Start of Data records

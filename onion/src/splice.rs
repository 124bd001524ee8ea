//! Component G: copy bytes between two duplex endpoints until either side
//! closes, propagating half-close in both directions.
//!
//! A splice is driven as two independent directions rather than as one
//! "two-endpoint" abstraction, because the reader and writer on each side
//! are frequently different concrete types (a plain `TcpStream` on the
//! exit's target side, a cipher-wrapped carrier channel on the circuit
//! side) with no common owning type to hand around.

use std::io::{self, Read, Write};
use std::net::TcpStream;
use std::thread;
use tracing::{debug, warn};

const COPY_BUFFER_SIZE: usize = 8192;

/// Half-close capability for a splice destination. Implemented for the
/// handful of writer types a splice ever targets.
pub trait HalfClose {
    fn shutdown_write(&self) -> io::Result<()>;
}

impl HalfClose for TcpStream {
    fn shutdown_write(&self) -> io::Result<()> {
        self.shutdown(std::net::Shutdown::Write)
    }
}

impl HalfClose for Box<dyn carrier::Channel> {
    fn shutdown_write(&self) -> io::Result<()> {
        carrier::Channel::shutdown_write(self.as_ref())
    }
}

impl<S: HalfClose> HalfClose for scrambler::EncryptedWriter<S> {
    fn shutdown_write(&self) -> io::Result<()> {
        self.get_ref().shutdown_write()
    }
}

fn copy_until_eof(label: &'static str, mut reader: impl Read, mut writer: impl Write + HalfClose) {
    let mut buf = [0u8; COPY_BUFFER_SIZE];
    loop {
        let n = match reader.read(&mut buf) {
            Ok(0) => break,
            Ok(n) => n,
            Err(error) => {
                warn!(direction = label, %error, "splice read failed");
                break;
            }
        };
        if let Err(error) = writer.write_all(&buf[..n]) {
            warn!(direction = label, %error, "splice write failed");
            break;
        }
    }
    debug!(direction = label, "splice direction drained");
    let _ = writer.shutdown_write();
}

/// Runs both directions of a splice to completion and blocks until both
/// have drained. One direction runs on a spawned thread, the other on the
/// calling thread; whichever finishes first half-closes its destination,
/// and the caller is expected to fully close both endpoints once this
/// returns (it does not own either endpoint, only the reader/writer views
/// onto them).
pub fn splice_bidirectional<R1, W1, R2, W2>(r1: R1, w1: W1, r2: R2, w2: W2)
where
    R1: Read + Send + 'static,
    W1: Write + HalfClose + Send + 'static,
    R2: Read + Send + 'static,
    W2: Write + HalfClose + Send + 'static,
{
    let forward = thread::Builder::new()
        .name("splice-fwd".into())
        .spawn(move || copy_until_eof("forward", r1, w1))
        .expect("failed to spawn splice thread");

    copy_until_eof("reverse", r2, w2);

    if forward.join().is_err() {
        warn!("forward splice thread panicked");
    }
}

End of Data records

## Directions for this task
Copy each record above so that no word or mark differs.

## Response
filename onion/src/splice.rs
repository 124bd001524ee8ea
//! Component G: copy bytes between two duplex endpoints until either side
//! closes, propagating half-close in both directions.
//!
//! A splice is driven as two independent directions rather than as one
//! "two-endpoint" abstraction, because the reader and writer on each side
//! are frequently different concrete types (a plain `TcpStream` on the
//! exit's target side, a cipher-wrapped carrier channel on the circuit
//! side) with no common owning type to hand around.

use std::io::{self, Read, Write};
use std::net::TcpStream;
use std::thread;
use tracing::{debug, warn};

const COPY_BUFFER_SIZE: usize = 8192;

/// Half-close capability for a splice destination. Implemented for the
/// handful of writer types a splice ever targets.
pub trait HalfClose {
    fn shutdown_write(&self) -> io::Result<()>;
}

impl HalfClose for TcpStream {
    fn shutdown_write(&self) -> io::Result<()> {
        self.shutdown(std::net::Shutdown::Write)
    }
}

impl HalfClose for Box<dyn carrier::Channel> {
    fn shutdown_write(&self) -> io::Result<()> {
        carrier::Channel::shutdown_write(self.as_ref())
    }
}

impl<S: HalfClose> HalfClose for scrambler::EncryptedWriter<S> {
    fn shutdown_write(&self) -> io::Result<()> {
        self.get_ref().shutdown_write()
    }
}

fn copy_until_eof(label: &'static str, mut reader: impl Read, mut writer: impl Write + HalfClose) {
    let mut buf = [0u8; COPY_BUFFER_SIZE];
    loop {
        let n = match reader.read(&mut buf) {
            Ok(0) => break,
            Ok(n) => n,
            Err(error) => {
                warn!(direction = label, %error, "splice read failed");
                break;
            }
        };
        if let Err(error) = writer.write_all(&buf[..n]) {
            warn!(direction = label, %error, "splice write failed");
            break;
        }
    }
    debug!(direction = label, "splice direction drained");
    let _ = writer.shutdown_write();
}

/// Runs both directions of a splice to completion and blocks until both
/// have drained. One direction runs on a spawned thread, the other on the
/// calling thread; whichever finishes first half-closes its destination,
/// and the caller is expected to fully close both endpoints once this
/// returns (it does not own either endpoint, only the reader/writer views
/// onto them).
pub fn splice_bidirectional<R1, W1, R2, W2>(r1: R1, w1: W1, r2: R2, w2: W2)
where
    R1: Read + Send + 'static,
    W1: Write + HalfClose + Send + 'static,
    R2: Read + Send + 'static,
    W2: Write + HalfClose + Send + 'static,
{
    let forward = thread::Builder::new()
        .name("splice-fwd".into())
        .spawn(move || copy_until_eof("forward", r1, w1))
        .expect("failed to spawn splice thread");

    copy_until_eof("reverse", r2, w2);

    if forward.join().is_err() {
        warn!("forward splice thread panicked");
    }
}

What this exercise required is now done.